I’ve heard it said that we are all legalists at heart. Are you a legalist? You might be surprised at the subtle ways we fall into it.
Also read about:
- Hezekiah’s amazing prayer and how we can pray the same way.
- One way to start preparing for 2017 and get your time with God off to a good start.
Isaiah 37 & 38
Are you a legalist?
If I Do “A” …
The Galatians, who had received the Gospel of salvation by grace, had been infiltrated by Judaizers, men who wanted to impose their own legalistic requirements on them. It’s as if someone came into your church or mine and began to hold his own Bible study telling people they are not really saved unless they’ve been baptized, or unless they become vegetarians, get circumcised, take communion every week, worship on a certain day, or some other list of requirements. It may sound foolish, but if you don’t know the truth and have it firmly fixed in your mind, you will fall for anything!
Legalism is much easier to fall into than we might think, but sometimes it shows up in very subtle ways. Many people who sit in church every week, when asked if they are sure they’ll get to heaven will say “yes,” but when asked why, will say “because I’m a pretty good person.”

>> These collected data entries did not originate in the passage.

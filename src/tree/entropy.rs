//! Binary-class entropy and information gain.
use crate::sample::{Attribute, Sample};


/// Returns the binary entropy of the label distribution of `samples`,
/// in `[0, 1]`: `0` for a pure set, `1` for a perfectly mixed one.
/// An empty set has entropy `0` by the `0·log2(0) = 0` convention.
#[inline]
pub fn entropy(samples: &[Sample]) -> f64 {
    let positive = samples.iter().filter(|s| s.label()).count();
    entropy_from_counts(positive, samples.len())
}


/// Entropy of a set of `total` samples of which `positive` are positive.
/// Shared with the split scan, which tracks counts incrementally
/// instead of re-partitioning for every candidate threshold.
#[inline]
pub(super) fn entropy_from_counts(positive: usize, total: usize) -> f64 {
    if total == 0 {
        return 0.0;
    }

    let p = positive as f64 / total as f64;
    let q = 1.0 - p;

    -p * log2(p) - q * log2(q)
}


/// Returns the information gain of splitting `samples`
/// at `value ≤ threshold` on `attribute`:
/// the entropy of the whole set
/// minus the size-weighted entropy of the two sides.
/// Non-negative for every partition of a non-empty set,
/// and `0` exactly when the split leaves class impurity unchanged.
pub fn information_gain(
    samples: &[Sample],
    attribute: Attribute,
    threshold: f64,
) -> f64
{
    let total = samples.len();
    let total_positive = samples.iter().filter(|s| s.label()).count();

    let mut left = 0_usize;
    let mut left_positive = 0_usize;
    for sample in samples {
        if sample.value(attribute) <= threshold {
            left += 1;
            if sample.label() { left_positive += 1; }
        }
    }

    gain_from_counts(total_positive, total, left_positive, left)
}


/// Information gain from the class counts of the whole set
/// and of its left (`value ≤ threshold`) side.
#[inline]
pub(super) fn gain_from_counts(
    total_positive: usize,
    total: usize,
    left_positive: usize,
    left: usize,
) -> f64
{
    let right = total - left;
    let right_positive = total_positive - left_positive;

    let lp = left as f64 / total as f64;
    let rp = right as f64 / total as f64;

    let weighted = lp * entropy_from_counts(left_positive, left)
        + rp * entropy_from_counts(right_positive, right);

    entropy_from_counts(total_positive, total) - weighted
}


// `log2` with the entropy convention: zero maps to zero
// instead of reaching the undefined logarithm.
#[inline(always)]
fn log2(x: f64) -> f64 {
    if x == 0.0 {
        0.0
    } else {
        x.log2()
    }
}
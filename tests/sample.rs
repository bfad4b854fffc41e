use flightcall::prelude::*;

use chrono::NaiveDate;
use rand::SeedableRng;
use rand::rngs::StdRng;

use std::io::Cursor;


const WEATHER_CSV: &str = "\
validdate;t_max_2m_24h:C;effective_cloud_cover:p;precip_24h:mm;visibility:m;wind_dir_10m:d;wind_speed_10m:kn
2023-03-01T00:00:00+01:00;12.5;80.0;0.3;20000.0;270.0;8.0
2023-03-02T00:00:00+01:00;15.0;20.0;0.0;5000.0;90.0;12.0
2023-03-03T00:00:00+01:00;9.0;100.0;4.2;1200.0;180.0;25.0
";

const CALENDAR_ICS: &str = "\
BEGIN:VCALENDAR
BEGIN:VEVENT
SUMMARY:FF Poprad sightseeing
DTSTART:20230301T080000Z
END:VEVENT
BEGIN:VEVENT
SUMMARY:Let zrušené - vietor
DTSTART:20230302T080000Z
END:VEVENT
BEGIN:VEVENT
SUMMARY:FF no start time
END:VEVENT
BEGIN:VEVENT
SUMMARY:FF out of range
DTSTART:20230401T080000Z
END:VEVENT
END:VCALENDAR
";


fn records() -> Vec<WeatherRecord> {
    parse_weather(Cursor::new(WEATHER_CSV)).unwrap()
}


fn events() -> Vec<CalendarEvent> {
    parse_calendar(Cursor::new(CALENDAR_ICS)).unwrap()
}


#[test]
fn weather_rows_parse_with_stripped_offsets() {
    let records = records();

    assert_eq!(records.len(), 3);
    assert_eq!(
        records[0].date,
        NaiveDate::from_ymd_opt(2023, 3, 1)
            .unwrap()
            .and_hms_opt(0, 0, 0)
            .unwrap()
    );
    assert_eq!(records[0].max_temp, 12.5);
    assert_eq!(records[2].wind_speed, 25.0);
}


#[test]
fn visibility_is_clamped_to_the_sensor_ceiling() {
    let records = records();

    assert_eq!(records[0].visibility, 9999.0);
    assert_eq!(records[1].visibility, 5000.0);
}


#[test]
fn malformed_readings_surface_as_invalid_data() {
    let csv = "header\n2023-03-01T00:00:00+01:00;abc;1;2;3;4;5\n";
    let err = parse_weather(Cursor::new(csv)).unwrap_err();

    assert_eq!(err.kind(), std::io::ErrorKind::InvalidData);
}


#[test]
fn calendar_events_require_summary_and_start() {
    let events = events();

    // The event without DTSTART is dropped.
    assert_eq!(events.len(), 3);
    assert_eq!(events[0].summary, "FF Poprad sightseeing");
    assert_eq!(
        events[1].date,
        NaiveDate::from_ymd_opt(2023, 3, 2)
            .unwrap()
            .and_hms_opt(8, 0, 0)
            .unwrap()
    );
}


#[test]
fn composition_labels_days_by_their_outcomes() {
    let samples = compose(&records(), &events());

    // Day 1 was flown, day 2 cancelled,
    // day 3 saw no events and is excluded,
    // and the April event falls outside the weather range.
    assert_eq!(samples.len(), 2);
    assert!(samples[0].label());
    assert!(!samples[1].label());

    // Readings carry over into the sample unchanged.
    assert_eq!(samples[0].value(Attribute::MaxTemp), 12.5);
    assert_eq!(samples[1].value(Attribute::WindDirection), 90.0);
}


#[test]
fn flown_matching_ignores_case() {
    let records = records();
    let events = vec![CalendarEvent {
        summary: "ff evening hop".to_string(),
        date: NaiveDate::from_ymd_opt(2023, 3, 1)
            .unwrap()
            .and_hms_opt(10, 0, 0)
            .unwrap(),
    }];

    let samples = compose(&records, &events);

    assert_eq!(samples.len(), 1);
    assert!(samples[0].label());
}


#[test]
fn stratified_split_respects_the_requested_counts() {
    let mut samples = (0..6)
        .map(|i| Sample::new(i as f64, 0.0, 0.0, 0.0, 0.0, 0.0, true))
        .collect::<Vec<_>>();
    samples.extend(
        (6..10).map(|i| Sample::new(i as f64, 0.0, 0.0, 0.0, 0.0, 0.0, false))
    );

    let mut rng = StdRng::seed_from_u64(42);
    let (train, test) = stratified_split(&samples, 4, 2, &mut rng);

    assert_eq!(train.len(), 6);
    assert_eq!(test.len(), 4);
    assert_eq!(train.iter().filter(|s| s.label()).count(), 4);
    assert_eq!(test.iter().filter(|s| s.label()).count(), 2);

    // Together the two sets hold exactly the input samples.
    let mut seen = train.iter()
        .chain(test.iter())
        .map(|s| s.value(Attribute::MaxTemp) as usize)
        .collect::<Vec<_>>();
    seen.sort_unstable();
    assert_eq!(seen, (0..10).collect::<Vec<_>>());
}


#[test]
#[should_panic]
fn oversized_split_requests_are_rejected() {
    let samples = (0..4)
        .map(|i| Sample::new(i as f64, 0.0, 0.0, 0.0, 0.0, 0.0, i % 2 == 0))
        .collect::<Vec<_>>();

    let mut rng = StdRng::seed_from_u64(42);
    stratified_split(&samples, 3, 1, &mut rng);
}
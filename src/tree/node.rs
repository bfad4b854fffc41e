//! Defines the inner representation of the decision tree.
use serde::{Serialize, Deserialize};

use crate::sample::{Attribute, Sample};
use super::split_rule::{SplitRule, LR};


/// Enumeration of `SplitNode` and `LeafNode`.
///
/// A decision tree is a value of this type:
/// every node exclusively owns its children,
/// so the structure is a tree, never a graph,
/// and it is immutable once the builder returns it.
#[derive(Debug, Clone, PartialEq, Serialize, Deserialize)]
pub enum DecisionNode {
    /// An internal node that tests an attribute against a threshold
    /// and has exactly two children.
    Split(SplitNode),

    /// A terminal node that predicts a fixed label.
    Leaf(LeafNode),
}


/// Represents the internal nodes of the decision tree.
/// Each `SplitNode` must have two children.
#[derive(Debug, Clone, PartialEq, Serialize, Deserialize)]
pub struct SplitNode {
    pub(super) rule: SplitRule,
    pub(super) left: Box<DecisionNode>,
    pub(super) right: Box<DecisionNode>,
}


/// Represents the leaf nodes of the decision tree.
#[derive(Debug, Clone, PartialEq, Serialize, Deserialize)]
pub struct LeafNode {
    pub(super) label: bool,
}


impl DecisionNode {
    /// A leaf predicting `label`.
    #[inline]
    pub(crate) fn leaf(label: bool) -> Self {
        Self::Leaf(LeafNode { label })
    }


    /// A split applying `rule` with the given children.
    #[inline]
    pub(crate) fn split(
        rule: SplitRule,
        left: DecisionNode,
        right: DecisionNode,
    ) -> Self
    {
        Self::Split(SplitNode {
            rule,
            left: Box::new(left),
            right: Box::new(right),
        })
    }


    /// Predict the label of `sample` by walking the tree:
    /// at every split, `value ≤ threshold` descends left,
    /// anything greater descends right,
    /// until a leaf returns its fixed label.
    #[inline]
    pub fn predict(&self, sample: &Sample) -> bool {
        match self {
            Self::Split(node) => node.predict(sample),
            Self::Leaf(node) => node.label(),
        }
    }


    /// Returns `true` if this node is a leaf.
    #[inline]
    pub fn is_leaf(&self) -> bool {
        matches!(self, Self::Leaf(_))
    }


    /// Returns the number of leaves of this sub-tree.
    pub fn leaves(&self) -> usize {
        match self {
            Self::Split(node) => node.left.leaves() + node.right.leaves(),
            Self::Leaf(_) => 1,
        }
    }


    /// Returns the depth of this sub-tree.
    /// A single leaf has depth `1`.
    pub fn depth(&self) -> usize {
        match self {
            Self::Split(node) => {
                1 + node.left.depth().max(node.right.depth())
            },
            Self::Leaf(_) => 1,
        }
    }


    /// Emit the Mermaid lines of this sub-tree.
    /// `id` numbers this node; the returned value is the last id used,
    /// so the caller can keep numbering dense across siblings.
    pub(super) fn mermaid_info(&self, id: usize) -> (Vec<String>, usize) {
        match self {
            Self::Leaf(leaf) => {
                let line = format!("{id}[{}]\n", class_name(leaf.label));
                (vec![line], id)
            },
            Self::Split(split) => {
                let left_id = id + 1;
                let (mut info, last) = split.left.mermaid_info(left_id);
                let right_id = last + 1;

                // Thresholds are rounded for display only;
                // the node keeps the exact value.
                info.push(format!(
                    "{id}{{\"{feat} <= {thr}\" ?}}\n",
                    feat = split.rule.attribute.name(),
                    thr = rounded(split.rule.threshold),
                ));
                info.push(format!("{id}-- Yes -->{left_id}\n"));
                info.push(format!("{id}-- No -->{right_id}\n"));

                let (r_info, last) = split.right.mermaid_info(right_id);
                info.extend(r_info);

                (info, last)
            },
        }
    }
}


impl SplitNode {
    /// The attribute this split tests.
    #[inline]
    pub fn attribute(&self) -> Attribute {
        self.rule.attribute()
    }


    /// The threshold this split compares against, numerically exact.
    #[inline]
    pub fn threshold(&self) -> f64 {
        self.rule.threshold()
    }


    /// The splitting rule itself.
    #[inline]
    pub fn rule(&self) -> &SplitRule {
        &self.rule
    }


    /// The child taking samples with `value ≤ threshold`.
    #[inline]
    pub fn left(&self) -> &DecisionNode {
        &self.left
    }


    /// The child taking samples with `value > threshold`.
    #[inline]
    pub fn right(&self) -> &DecisionNode {
        &self.right
    }


    #[inline]
    fn predict(&self, sample: &Sample) -> bool {
        match self.rule.apply(sample) {
            LR::Left => self.left.predict(sample),
            LR::Right => self.right.predict(sample),
        }
    }
}


impl LeafNode {
    /// The fixed label this leaf predicts.
    #[inline]
    pub fn label(&self) -> bool {
        self.label
    }
}


fn class_name(label: bool) -> &'static str {
    if label { "Fly" } else { "No fly" }
}


// Two-decimal display rounding without a trailing zero tail,
// matching the diagram output of the report files.
fn rounded(threshold: f64) -> f64 {
    (threshold * 100.0).round() / 100.0
}
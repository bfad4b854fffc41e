//! Console driver: load the data, grow a tree, report, export.
use colored::Colorize;

use std::env;
use std::fs;
use std::path::PathBuf;
use std::process::exit;
use std::time::Instant;

use flightcall::prelude::*;
use flightcall::export::{write_predictions_csv, Report};


const USAGE: &str = "\
Usage: flightcall <weather.csv> <calendar.ics> <n_positive> <n_negative> [out_dir]

  weather.csv    semicolon-separated weather history
  calendar.ics   flight reservation calendar
  n_positive     positive examples drawn into the training set
  n_negative     negative examples drawn into the training set
  out_dir        output root, default `data` (a timestamped
                 sub-directory is created per run)";


fn main() {
    let args = env::args().collect::<Vec<_>>();
    if args.len() < 5 {
        eprintln!("{USAGE}");
        exit(2);
    }

    let weather_path = &args[1];
    let calendar_path = &args[2];
    let n_positive = parse_count(&args[3]);
    let n_negative = parse_count(&args[4]);
    let out_root = args.get(5).map(String::as_str).unwrap_or("data");

    header();

    // ------------------------------------------------------------------
    // Load
    println!("Loading weather data...");
    let records = match read_weather_csv(weather_path) {
        Ok(records) => records,
        Err(e) => fail(&format!(
            "Reading weather data from {weather_path} failed: {e}"
        )),
    };
    if records.is_empty() {
        fail("The weather file holds no records.");
    }

    let first = records.iter().map(|r| r.date).min().unwrap();
    let last = records.iter().map(|r| r.date).max().unwrap();
    println!(
        "{}",
        format!(
            "Loaded {} weather records, {first} to {last}.",
            records.len()
        ).green()
    );
    line_break();

    println!("Loading calendar data...");
    let events = match read_calendar(calendar_path) {
        Ok(events) => events,
        Err(e) => fail(&format!(
            "Reading the calendar from {calendar_path} failed: {e}"
        )),
    };
    println!(
        "{}",
        format!("Loaded {} calendar events.", events.len()).green()
    );
    line_break();

    // ------------------------------------------------------------------
    // Compose & split
    let samples = compose(&records, &events);
    let available_positive = samples.iter().filter(|s| s.label()).count();
    let available_negative = samples.len() - available_positive;

    println!(
        "The composed intersection holds {} samples:\n\
         {available_positive} positive, {available_negative} negative.",
        samples.len()
    );

    if n_positive == 0 || n_positive > available_positive {
        fail(&format!(
            "n_positive must be in 1..={available_positive}."
        ));
    }
    if n_negative == 0 || n_negative > available_negative {
        fail(&format!(
            "n_negative must be in 1..={available_negative}."
        ));
    }

    let mut rng = rand::thread_rng();
    let (train, test) = stratified_split(
        &samples, n_positive, n_negative, &mut rng
    );
    line_break();

    // ------------------------------------------------------------------
    // Build
    println!("Growing the tree...");
    let now = Instant::now();
    let tree = TreeBuilder::new().build(&train);
    let elapsed = now.elapsed().as_millis();

    println!(
        "{}",
        format!(
            "Tree grown in {elapsed} ms: {} leaves, depth {}.",
            tree.leaves(),
            tree.depth()
        ).green()
    );
    line_break();

    // ------------------------------------------------------------------
    // Diagnostics
    let folder = chrono::Local::now().format("%y%m%d-%H%M%S").to_string();
    let mut report = Report::new(&folder, n_positive, n_negative);

    println!("\n{}", "DIAGNOSTICS".bold());
    for (name, dataset) in [
        ("Training data", &train),
        ("Test data", &test),
        ("All data", &samples),
    ] {
        let diagnostics = Diagnostics::measure(&tree, dataset);
        println!("\n{}", name.cyan());
        println!("{diagnostics}");

        report.push(name, diagnostics);
    }
    line_break();

    // ------------------------------------------------------------------
    // Export
    println!("\nWriting files...");
    let out_dir = PathBuf::from(out_root).join(&folder);
    if let Err(e) = fs::create_dir_all(&out_dir) {
        fail(&format!("Creating {} failed: {e}", out_dir.display()));
    }

    let written = [
        tree.write_mermaid(out_dir.join("Mermaid.txt")),
        report.write_text(out_dir.join("Diagnostics.txt")),
        report.write_json(out_dir.join("Diagnostics.json")),
        write_predictions_csv(out_dir.join("TrainData.csv"), &train, &tree),
        write_predictions_csv(out_dir.join("TestData.csv"), &test, &tree),
        write_predictions_csv(out_dir.join("AllData.csv"), &samples, &tree),
    ];
    for result in written {
        if let Err(e) = result {
            fail(&format!("Writing output files failed: {e}"));
        }
    }

    println!(
        "{}",
        format!("Created 6 files in {}.", out_dir.display()).green()
    );
    println!(
        "\nPaste the content of Mermaid.txt into https://mermaid.live \
         to visualize the tree."
    );
}


fn header() {
    line_break();
    println!("flightcall — go/no-go decision trees from weather history");
    line_break();
    println!();
}


fn line_break() {
    println!("{}", "-".repeat(30));
}


fn parse_count(arg: &str) -> usize {
    match arg.parse::<usize>() {
        Ok(n) => n,
        Err(_) => fail(&format!("Not a sample count: {arg}")),
    }
}


fn fail(message: &str) -> ! {
    eprintln!("{}", message.red());
    exit(1);
}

What is that? It’s salvation by works. It’s legalism! They may have received the gospel on an intellectual level, but in their hearts believe they must add something to it, and certainly must do something to keep themselves saved.
How else does it show up?
“I homeschool my kids, take them to church, raise them right so, while they may make a few foolish choices, they will turn out right.” Or …
“We tithe and give to other good causes, how could God have allowed my husband to lose his job.” Or …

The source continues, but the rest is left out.